After deleting all nodes with a value in to_delete, we are left with a forest (a disjoint union of trees).
Return the roots of the trees in the remaining forest. You may return the result in any order.
Examples
Example 1:
Input: root = [1,2,3,4,5,6,7], to_delete = [3,5]
Output: [[1,2,null,4],[6],[7]]
Example 1:
Input: root = [1,2,4,null,3], to_delete = [3]
Output: [[1,2,4]]
Constraints
- The number of nodes in the given tree is at most 1000.
- Each node has a distinct value between 1 and 1000.

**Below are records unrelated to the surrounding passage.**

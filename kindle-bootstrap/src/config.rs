use std::{
    collections::BTreeMap,
    env,
    path::{Path, PathBuf},
    sync::LazyLock,
};

use config::{ConfigError, File, ValueKind};
use serde::Deserialize;

/// Environment variable naming the folder that holds `config.toml`.
pub const CONFIG_FOLDER_VAR: &str = "KINDLE_CONFIG";

static DEFAULT_CONFIG_FOLDER: LazyLock<PathBuf> = LazyLock::new(|| {
    if let Ok(dir) = env::var(CONFIG_FOLDER_VAR) {
        return PathBuf::from(dir);
    }
    let mut root_path = match env::var("CARGO_MANIFEST_DIR") {
        Ok(dir) => PathBuf::from(dir),
        Err(_) => env::current_exe()
            .ok()
            .and_then(|exe| exe.parent().map(Path::to_path_buf))
            .unwrap_or_else(|| PathBuf::from(".")),
    };
    root_path.push("etc");
    root_path
});

/// Config is the configuration of the application.
///
/// It is loaded from the `config.toml` file in the `etc` folder of the application, then
/// overridden by environment variables such as `KINDLE__SERVER__BIND_ADDRESS`.
///
/// # Example
/// ```
/// use kindle_bootstrap::config::{Config, ConfigPrefix};
/// use serde::Deserialize;
///
/// #[derive(Deserialize, Default)]
/// #[serde(default)]
/// struct PortConfig {
///     port: u16,
/// }
/// impl ConfigPrefix for PortConfig {
///     const PREFIX: &'static str = "port";
/// }
///
/// let config = Config::load(Some("KINDLE"), "__").unwrap();
/// let _port = config.get::<PortConfig>().unwrap().port;
/// ```
#[derive(Clone)]
pub struct Config {
    inner: config::Config,
}

impl Config {
    pub fn new(inner: config::Config) -> Self {
        Self { inner }
    }

    pub fn default_folder() -> &'static Path {
        DEFAULT_CONFIG_FOLDER.as_path()
    }

    pub fn load(
        env_config_prefix: Option<&str>,
        env_config_split: &str,
    ) -> Result<Self, ConfigError> {
        Self::from_folder(Self::default_folder(), env_config_prefix, env_config_split)
    }

    pub fn from_folder(
        path: &Path,
        env_config_prefix: Option<&str>,
        env_config_split: &str,
    ) -> Result<Self, ConfigError> {
        let cfg = path.join("config.toml");
        let mut builder = config::Config::builder();

        if cfg.exists() {
            builder = builder.add_source(File::from(cfg));
        } else {
            // logging is not up yet, this only shows when a subscriber is already installed
            tracing::warn!("not found config `{}`", cfg.display());
        }
        // add environment variables to config
        if let Some(prefix) = env_config_prefix {
            builder = builder.add_source(
                config::Environment::with_prefix(prefix)
                    .prefix_separator(env_config_split)
                    .separator(env_config_split),
            );
        } else {
            builder =
                builder.add_source(config::Environment::default().separator(env_config_split));
        }
        let config = builder.build()?;

        Ok(Self { inner: config })
    }

    /// Reads the section named by `T::PREFIX`.
    ///
    /// A missing section is deserialized from an empty table, so sections whose fields all
    /// carry serde defaults never fail with `NotFound`.
    pub fn get<'de, T>(&self) -> Result<T, ConfigError>
    where
        T: ConfigPrefix + Deserialize<'de>,
    {
        match self.inner.get::<T>(T::PREFIX) {
            Ok(o) => Ok(o),
            Err(e) => {
                let ConfigError::NotFound(_) = &e else {
                    return Err(e);
                };
                let v = config::Value::new(None, ValueKind::Table(Default::default()));

                match T::deserialize(v) {
                    Ok(o) => Ok(o),
                    Err(_) => Err(e),
                }
            }
        }
    }

    /// Reads a single dotted key such as `monitoring.failure_policy`.
    pub fn get_value<'de, T>(&self, key: &str) -> Result<T, ConfigError>
    where
        T: Deserialize<'de>,
    {
        self.inner.get::<T>(key)
    }

    pub fn to_properties(&self) -> Result<Properties, ConfigError> {
        Properties::from_config(self)
    }
}

/// ConfigPrefix is a trait that is used to identify the section of a configuration.
pub trait ConfigPrefix {
    const PREFIX: &'static str;
}

const REDACTED: &str = "******";
const SECRET_MARKERS: [&str; 4] = ["key", "secret", "password", "token"];

/// Flattened `dotted.key[index] = value` view of a [`Config`], used to print it.
pub struct Properties {
    properties: BTreeMap<String, String>,
}

pub struct PropertiesConfig {
    array_split: bool,
    separator: char,
    redact_secrets: bool,
}

impl Default for PropertiesConfig {
    fn default() -> Self {
        PropertiesConfig {
            array_split: true,
            separator: '.',
            redact_secrets: true,
        }
    }
}

impl Properties {
    pub fn from_config(config: &Config) -> Result<Self, ConfigError> {
        Self::from_config_opt(config, &PropertiesConfig::default())
    }

    pub fn from_config_opt(
        config: &Config,
        properties_config: &PropertiesConfig,
    ) -> Result<Self, ConfigError> {
        let mut properties = BTreeMap::new();
        let config_map: BTreeMap<String, config::Value> =
            config.inner.clone().try_deserialize()?;
        for (key, value) in &config_map {
            Self::handle_value(key, value, &mut properties, properties_config);
        }
        Ok(Self { properties })
    }

    fn handle_value(
        key: &str,
        value: &config::Value,
        properties: &mut BTreeMap<String, String>,
        properties_config: &PropertiesConfig,
    ) {
        let rendered = match &value.kind {
            ValueKind::Table(nested) => {
                for (name, item) in nested {
                    let nested_key = format!("{}{}{}", key, properties_config.separator, name);
                    Self::handle_value(&nested_key, item, properties, properties_config);
                }
                return;
            }
            ValueKind::Array(arr) if properties_config.array_split => {
                for (index, item) in arr.iter().enumerate() {
                    let array_key = format!("{}[{}]", key, index);
                    Self::handle_value(&array_key, item, properties, properties_config);
                }
                return;
            }
            ValueKind::Array(arr) => arr
                .iter()
                .map(|v| v.to_string())
                .collect::<Vec<String>>()
                .join(","),
            ValueKind::Float(f) => format!("{:.2}", f),
            ValueKind::Nil => "Null".to_string(),
            _ => value.to_string(),
        };
        let rendered = if properties_config.redact_secrets && is_secret(key) {
            REDACTED.to_string()
        } else {
            rendered
        };
        properties.insert(key.to_string(), rendered);
    }

    /// Renders `key = value` lines in key order.
    pub fn to_lines(&self) -> Vec<String> {
        self.properties
            .iter()
            .map(|(key, value)| format!("{} = {}", key, value))
            .collect()
    }

    pub fn get_properties(&self) -> &BTreeMap<String, String> {
        &self.properties
    }
}

fn is_secret(key: &str) -> bool {
    let leaf = key
        .rsplit('.')
        .next()
        .unwrap_or(key)
        .to_ascii_lowercase();
    SECRET_MARKERS.iter().any(|marker| leaf.contains(marker))
}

- to_delete.length <= 1000
- to_delete contains distinct values between 1 and 1000.
Solution
/**
* Definition for a binary tree node.
* public class TreeNode {
* public int val;
* public TreeNode left;
* public TreeNode right;
* public TreeNode(int val=0, TreeNode left=null, TreeNode right=null) {
* this.val = val;
* this.left = left;
* this.right = right;
* }
* }
*/
public class Solution
{
public IList<TreeNode> DelNodes(TreeNode root, int[] to_delete)
{
var set = new HashSet<int>(to_delete);
var list = new List<TreeNode>();
if(!set.Contains(root.val))
{
list.Add(root);
}
Traverse(root, set, list, null);
return list;
}
private void Traverse(TreeNode node, HashSet<int> toDelete, List<TreeNode> list, TreeNode parent)
{
if (node is null)
{
return;
}
if (toDelete.Contains(node.val))
{
if (parent != null)
{
if (parent.left == node)
{
parent.left = null;
}
else
{
parent.right = null;
}
}
if (node.left != null && !toDelete.Contains(node.left.val))
{
list.Add(node.left);
}
if (node.right != null && !toDelete.Contains(node.right.val))
{
list.Add(node.right);
}
}
Traverse(node.left, toDelete, list, node);
Traverse(node.right, toDelete, list, node);
}
}
Complexity
Time Complexity: O(N)
Space Complexity: O(N)